If a line in the data has the string "found", please show it.

[[ Data excerpts open ]]

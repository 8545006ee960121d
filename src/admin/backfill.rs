// Poster backfill: look up each record through `findMovie` and fill in
// poster links it is missing.

use anyhow::Result;
use async_trait::async_trait;
use std::time::Duration;

use crate::client::CatalogClient;
use crate::models::{now_millis, CatalogItem, ItemFields};
use crate::store::{CatalogStore, ItemQuery};

pub const DEFAULT_DELAY_MS: u64 = 400;

/// Source of looked-up movie fields.
#[async_trait]
pub trait MovieLookup: Send + Sync {
    async fn find_movie(&self, title: &str, year: i32) -> Result<Option<ItemFields>>;
}

#[async_trait]
impl MovieLookup for CatalogClient {
    async fn find_movie(&self, title: &str, year: i32) -> Result<Option<ItemFields>> {
        Ok(CatalogClient::find_movie(self, title, Some(year)).await?)
    }
}

#[derive(Debug, Clone)]
pub struct BackfillOptions {
    pub limit: Option<usize>,
    /// Overwrite existing poster links
    pub force: bool,
    pub dry_run: bool,
    /// Pause after each lookup
    pub delay: Duration,
}

impl Default for BackfillOptions {
    fn default() -> Self {
        Self {
            limit: None,
            force: false,
            dry_run: false,
            delay: Duration::from_millis(DEFAULT_DELAY_MS),
        }
    }
}

#[derive(Debug, Default, Clone, PartialEq, Eq)]
pub struct BackfillSummary {
    pub processed: usize,
    pub updated: usize,
    pub skipped: usize,
    pub failures: usize,
}

/// Poster fields from `found` that should be written to `item`: only the
/// missing ones, or every one found when forced.
pub fn poster_patch(item: &CatalogItem, found: &ItemFields, force: bool) -> ItemFields {
    let wanted = |have: bool, value: &Option<String>| {
        value
            .as_ref()
            .filter(|v| !v.is_empty() && (force || !have))
            .cloned()
    };

    ItemFields {
        poster_link: wanted(item.has_poster(), &found.poster_link),
        landscape_poster_link: wanted(item.has_landscape_poster(), &found.landscape_poster_link),
        ..Default::default()
    }
}

/// Title and year to look up, or `None` when either is missing.
fn lookup_key(item: &CatalogItem) -> Option<(String, i32)> {
    let title = item
        .title
        .as_deref()
        .or(item.name.as_deref())
        .map(str::trim)
        .filter(|t| !t.is_empty())?;
    let year = item.year.filter(|y| *y != 0)?;
    Some((title.to_string(), year))
}

pub async fn run(
    store: &dyn CatalogStore,
    lookup: &dyn MovieLookup,
    options: &BackfillOptions,
) -> Result<BackfillSummary> {
    if options.dry_run {
        println!("Mode: DRY RUN (no writes)");
    }
    if options.force {
        println!("Mode: FORCE (overwrite existing poster links)");
    }

    let query = ItemQuery {
        limit: options.limit,
        ..Default::default()
    };
    let items = store.list(&query).await?;
    println!("Fetched {} documents", items.len());

    let mut summary = BackfillSummary::default();

    for item in &items {
        summary.processed += 1;

        let Some((title, year)) = lookup_key(item) else {
            summary.skipped += 1;
            println!("[skip] {}: missing title/year", item.id);
            continue;
        };
        if item.has_poster() && item.has_landscape_poster() && !options.force {
            summary.skipped += 1;
            println!("[skip] {}: already has both URLs", item.id);
            continue;
        }

        match lookup.find_movie(&title, year).await {
            Ok(Some(found)) => {
                let patch = poster_patch(item, &found, options.force);
                if patch.is_empty() {
                    summary.skipped += 1;
                    println!("[skip] {}: no new data", item.id);
                } else {
                    let written = if options.dry_run {
                        Ok(())
                    } else {
                        store
                            .update(&item.id, &patch, now_millis())
                            .await
                            .map(|_| ())
                    };
                    match written {
                        Ok(()) => {
                            summary.updated += 1;
                            let mut kinds = Vec::new();
                            if patch.poster_link.is_some() {
                                kinds.push("poster");
                            }
                            if patch.landscape_poster_link.is_some() {
                                kinds.push("landscape");
                            }
                            println!("[ok]   {}: {}", item.id, kinds.join(" "));
                        }
                        Err(e) => {
                            summary.failures += 1;
                            eprintln!("[fail] {}: {}", item.id, e);
                        }
                    }
                }
            }
            Ok(None) => {
                summary.failures += 1;
                eprintln!("[fail] {}: no match for '{}' ({})", item.id, title, year);
            }
            Err(e) => {
                summary.failures += 1;
                eprintln!("[fail] {}: {:#}", item.id, e);
            }
        }

        tokio::time::sleep(options.delay).await;
    }

    println!("\nDone");
    println!("Processed: {}", summary.processed);
    println!("Updated:   {}", summary.updated);
    println!("Skipped:   {}", summary.skipped);
    println!("Failures:  {}", summary.failures);

    Ok(summary)
}
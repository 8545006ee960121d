use axum::{
    extract::State,
    response::sse::{Event, KeepAlive, Sse},
    routing::get,
    Router,
};
use futures::stream::{self, Stream};
use std::convert::Infallible;
use std::sync::Arc;
use tokio::sync::broadcast::{self, error::RecvError, error::TryRecvError};

use super::method_fallback;
use crate::store::{ChangeEvent, Direction, ItemQuery, SortField};
use crate::AppState;

pub fn routes() -> Router<Arc<AppState>> {
    Router::new().route("/watchItems", get(watch_items).fallback(method_fallback))
}

async fn snapshot_event(state: &AppState) -> Event {
    let query = ItemQuery::ordered(SortField::CreatedAt, Direction::Desc);

    let items = match state.store.list(&query).await {
        Ok(items) => items,
        Err(e) => {
            tracing::error!("watchItems snapshot failed: {}", e);
            return Event::default().event("error").data("Internal error");
        }
    };

    match Event::default().event("snapshot").json_data(&items) {
        Ok(event) => event,
        Err(e) => {
            tracing::error!("watchItems snapshot encoding failed: {}", e);
            Event::default().event("error").data("Internal error")
        }
    }
}

/// Wait for the next change. Bursts of queued changes collapse into one.
/// Returns false once the store stops publishing.
async fn next_change(changes: &mut broadcast::Receiver<ChangeEvent>) -> bool {
    match changes.recv().await {
        Ok(_) => {}
        Err(RecvError::Lagged(skipped)) => {
            tracing::debug!("watchItems lagged behind {} changes", skipped);
        }
        Err(RecvError::Closed) => return false,
    }

    loop {
        match changes.try_recv() {
            Ok(_) | Err(TryRecvError::Lagged(_)) => continue,
            Err(TryRecvError::Empty) => return true,
            Err(TryRecvError::Closed) => return false,
        }
    }
}

/// GET /watchItems: a `snapshot` event with every item (newest first) on
/// connect and again after each change to the collection.
async fn watch_items(
    State(state): State<Arc<AppState>>,
) -> Sse<impl Stream<Item = Result<Event, Infallible>>> {
    // Subscribe before the first snapshot so no change slips between them
    let changes = state.store.subscribe();
    tracing::debug!("watchItems subscriber connected");

    let stream = stream::unfold(
        (state, changes, true),
        |(state, mut changes, first)| async move {
            if !first && !next_change(&mut changes).await {
                return None;
            }
            let event = snapshot_event(&state).await;
            Some((Ok(event), (state, changes, false)))
        },
    );

    Sse::new(stream).keep_alive(KeepAlive::default())
}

[[ Data excerpts closed ]]

→ Answer to this exercise
/// Poster fields from `found` that should be written to `item`: only the
/// missing ones, or every one found when forced.
pub fn poster_patch(item: &CatalogItem, found: &ItemFields, force: bool) -> ItemFields {
        poster_link: wanted(item.has_poster(), &found.poster_link),
        landscape_poster_link: wanted(item.has_landscape_poster(), &found.landscape_poster_link),
            Ok(Some(found)) => {
                let patch = poster_patch(item, &found, options.force);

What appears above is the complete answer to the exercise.